WHAT YOU HAVE TO DO:
Scan the records for the string "sender"; copy each line where it occurs.

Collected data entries
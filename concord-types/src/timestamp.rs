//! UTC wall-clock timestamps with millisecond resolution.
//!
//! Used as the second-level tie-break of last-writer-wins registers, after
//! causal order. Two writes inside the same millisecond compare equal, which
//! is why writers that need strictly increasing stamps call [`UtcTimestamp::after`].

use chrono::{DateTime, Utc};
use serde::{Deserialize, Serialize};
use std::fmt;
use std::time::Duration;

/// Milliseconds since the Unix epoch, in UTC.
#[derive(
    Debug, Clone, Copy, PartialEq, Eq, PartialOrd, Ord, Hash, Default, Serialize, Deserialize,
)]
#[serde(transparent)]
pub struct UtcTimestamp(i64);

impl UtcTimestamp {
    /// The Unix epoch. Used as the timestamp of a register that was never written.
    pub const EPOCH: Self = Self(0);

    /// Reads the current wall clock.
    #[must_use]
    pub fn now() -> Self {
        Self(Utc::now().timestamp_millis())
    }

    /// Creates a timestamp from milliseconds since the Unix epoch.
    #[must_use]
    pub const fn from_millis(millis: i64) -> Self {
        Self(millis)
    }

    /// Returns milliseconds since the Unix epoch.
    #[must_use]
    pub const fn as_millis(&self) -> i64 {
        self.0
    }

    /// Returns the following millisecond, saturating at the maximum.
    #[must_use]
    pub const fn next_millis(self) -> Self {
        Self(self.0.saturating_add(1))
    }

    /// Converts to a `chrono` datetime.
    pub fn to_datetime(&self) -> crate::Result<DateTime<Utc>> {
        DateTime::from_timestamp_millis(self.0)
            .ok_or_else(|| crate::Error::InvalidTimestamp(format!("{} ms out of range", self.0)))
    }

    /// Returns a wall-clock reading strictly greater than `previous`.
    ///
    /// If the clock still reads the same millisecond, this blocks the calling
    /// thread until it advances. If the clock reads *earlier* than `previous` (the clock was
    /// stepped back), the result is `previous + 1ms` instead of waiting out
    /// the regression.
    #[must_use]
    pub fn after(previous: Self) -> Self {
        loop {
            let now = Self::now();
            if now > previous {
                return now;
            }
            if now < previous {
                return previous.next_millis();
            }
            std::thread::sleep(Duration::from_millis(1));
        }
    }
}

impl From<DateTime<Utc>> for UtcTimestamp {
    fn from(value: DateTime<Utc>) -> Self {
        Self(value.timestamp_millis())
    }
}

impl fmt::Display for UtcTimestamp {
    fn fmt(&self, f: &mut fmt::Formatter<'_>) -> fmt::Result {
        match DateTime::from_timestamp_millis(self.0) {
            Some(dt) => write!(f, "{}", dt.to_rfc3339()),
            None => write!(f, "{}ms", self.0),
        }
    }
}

...

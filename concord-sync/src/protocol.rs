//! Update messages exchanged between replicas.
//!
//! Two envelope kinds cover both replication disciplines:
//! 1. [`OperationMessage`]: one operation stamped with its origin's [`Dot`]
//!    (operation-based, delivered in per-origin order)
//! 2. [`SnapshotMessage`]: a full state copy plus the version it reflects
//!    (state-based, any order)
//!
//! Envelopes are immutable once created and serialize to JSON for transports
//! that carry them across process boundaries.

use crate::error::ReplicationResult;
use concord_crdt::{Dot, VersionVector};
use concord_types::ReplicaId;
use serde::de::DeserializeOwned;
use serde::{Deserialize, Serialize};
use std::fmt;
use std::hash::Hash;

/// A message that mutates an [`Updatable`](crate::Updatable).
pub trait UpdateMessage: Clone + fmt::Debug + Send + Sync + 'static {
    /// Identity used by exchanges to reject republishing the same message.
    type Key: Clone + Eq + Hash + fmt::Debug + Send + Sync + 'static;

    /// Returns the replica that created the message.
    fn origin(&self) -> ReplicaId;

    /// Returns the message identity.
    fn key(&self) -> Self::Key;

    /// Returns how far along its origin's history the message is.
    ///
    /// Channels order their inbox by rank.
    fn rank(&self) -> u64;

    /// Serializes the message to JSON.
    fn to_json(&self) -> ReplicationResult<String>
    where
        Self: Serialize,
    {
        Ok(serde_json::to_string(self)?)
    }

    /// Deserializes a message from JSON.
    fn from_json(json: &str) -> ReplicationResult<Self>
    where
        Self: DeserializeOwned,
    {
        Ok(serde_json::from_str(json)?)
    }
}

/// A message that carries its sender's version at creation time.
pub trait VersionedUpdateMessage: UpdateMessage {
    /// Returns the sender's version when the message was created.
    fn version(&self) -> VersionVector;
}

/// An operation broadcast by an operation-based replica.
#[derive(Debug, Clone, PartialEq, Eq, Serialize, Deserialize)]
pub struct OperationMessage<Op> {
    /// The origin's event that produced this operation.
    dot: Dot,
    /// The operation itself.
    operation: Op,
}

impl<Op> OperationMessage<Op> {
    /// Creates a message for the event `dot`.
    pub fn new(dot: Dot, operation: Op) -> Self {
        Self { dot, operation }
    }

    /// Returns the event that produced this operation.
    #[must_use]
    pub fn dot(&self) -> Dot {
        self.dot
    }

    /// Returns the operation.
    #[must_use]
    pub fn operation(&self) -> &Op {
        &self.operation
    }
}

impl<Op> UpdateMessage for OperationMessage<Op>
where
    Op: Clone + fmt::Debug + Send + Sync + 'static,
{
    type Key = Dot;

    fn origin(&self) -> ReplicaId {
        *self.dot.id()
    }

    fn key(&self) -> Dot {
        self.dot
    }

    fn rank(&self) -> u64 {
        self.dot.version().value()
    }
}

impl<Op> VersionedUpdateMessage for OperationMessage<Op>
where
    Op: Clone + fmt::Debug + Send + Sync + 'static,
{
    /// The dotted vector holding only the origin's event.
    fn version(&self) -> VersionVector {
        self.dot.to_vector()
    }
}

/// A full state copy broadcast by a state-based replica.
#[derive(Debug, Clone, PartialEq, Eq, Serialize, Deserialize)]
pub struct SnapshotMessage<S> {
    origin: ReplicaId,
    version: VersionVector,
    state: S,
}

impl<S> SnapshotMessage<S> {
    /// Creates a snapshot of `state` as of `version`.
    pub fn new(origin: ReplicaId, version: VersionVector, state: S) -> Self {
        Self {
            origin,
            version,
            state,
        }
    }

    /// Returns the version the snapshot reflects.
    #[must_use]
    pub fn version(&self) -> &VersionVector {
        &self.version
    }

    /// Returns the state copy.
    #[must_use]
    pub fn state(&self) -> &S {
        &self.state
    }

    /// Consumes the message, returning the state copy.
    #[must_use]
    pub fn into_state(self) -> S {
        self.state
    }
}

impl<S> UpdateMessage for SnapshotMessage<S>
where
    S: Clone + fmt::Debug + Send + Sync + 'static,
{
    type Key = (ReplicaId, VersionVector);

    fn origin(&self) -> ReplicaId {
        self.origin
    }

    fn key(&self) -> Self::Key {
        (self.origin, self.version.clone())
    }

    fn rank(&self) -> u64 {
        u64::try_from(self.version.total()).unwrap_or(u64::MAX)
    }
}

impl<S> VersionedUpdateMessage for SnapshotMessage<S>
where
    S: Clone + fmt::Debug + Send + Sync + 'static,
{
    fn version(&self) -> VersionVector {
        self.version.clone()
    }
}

SOLUTION FOR THIS EXERCISE:
/// A message that carries its sender's version at creation time.
    /// Returns the sender's version when the message was created.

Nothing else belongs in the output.